■ Exercise goal ■
Filter the entries, keeping every line with the string "filename".

■ Available data ■

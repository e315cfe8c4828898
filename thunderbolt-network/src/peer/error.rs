use thiserror::Error;

use thunderbolt_chain::SerializationError;

use crate::protocol::external::types::ProtocolVersion;

/// An error concerning one peer connection.
#[derive(Error, Debug)]
pub enum PeerError {
    #[error("i/o error: {0}")]
    Io(#[from] std::io::Error),

    #[error("malformed message: {0}")]
    Serialization(#[from] SerializationError),

    #[error("remote peer closed the connection")]
    ConnectionClosed,

    #[error("handshake failed: {0}")]
    Handshake(&'static str),

    #[error("connection to ourselves detected")]
    SelfConnect,

    #[error("peer protocol version {0:?} is below the minimum")]
    ObsoleteVersion(ProtocolVersion),

    #[error("peer exceeded the ban threshold")]
    Banned,

    #[error("peer timed out")]
    Timeout,
}
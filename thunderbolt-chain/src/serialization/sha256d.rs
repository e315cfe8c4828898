//! The double-SHA-256 digest that identifies blocks and transactions.

use sha2::{Digest, Sha256};
use std::io;

/// Computes SHA256(SHA256(data)).
pub fn digest(data: &[u8]) -> [u8; 32] {
    let inner = Sha256::digest(data);
    let outer = Sha256::digest(&inner);
    let mut result = [0u8; 32];
    result.copy_from_slice(&outer);
    result
}

/// A writer that calculates SHA256(SHA256(data)) for the data written to it.
#[derive(Default)]
pub struct Writer {
    hash: Sha256,
}

impl io::Write for Writer {
    fn write(&mut self, buf: &[u8]) -> io::Result<usize> {
        self.hash.update(buf);
        Ok(buf.len())
    }

    fn flush(&mut self) -> io::Result<()> {
        Ok(())
    }
}

impl Writer {
    /// Consume the writer and produce the hash of everything written so far.
    pub fn finish(self) -> [u8; 32] {
        let inner = self.hash.finalize();
        let outer = Sha256::digest(&inner);
        let mut result = [0u8; 32];
        result.copy_from_slice(&outer);
        result
    }
}

/// A 4-byte checksum: the first four bytes of a sha256d digest.
///
/// Used in the wire message envelope to cheaply detect corruption.
#[derive(Copy, Clone, Eq, PartialEq, Debug)]
pub struct Checksum(pub [u8; 4]);

impl<'a> From<&'a [u8]> for Checksum {
    fn from(bytes: &'a [u8]) -> Self {
        let hash = digest(bytes);
        let mut checksum = [0u8; 4];
        checksum.copy_from_slice(&hash[0..4]);
        Self(checksum)
    }
}

#[cfg(test)]
mod tests {
    use super::*;
    use std::io::Write;

    #[test]
    fn writer_matches_digest() {
        let data = b"thunderbolt";
        let mut writer = Writer::default();
        writer.write_all(&data[..]).unwrap();
        assert_eq!(writer.finish(), digest(&data[..]));
    }

    #[test]
    fn checksum_is_digest_prefix() {
        let data = b"checksum me";
        let checksum = Checksum::from(&data[..]);
        assert_eq!(checksum.0[..], digest(&data[..])[0..4]);
    }
}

■ Solution to the exercise ■
filename thunderbolt-network/src/peer/error.rs
filename thunderbolt-chain/src/serialization/sha256d.rs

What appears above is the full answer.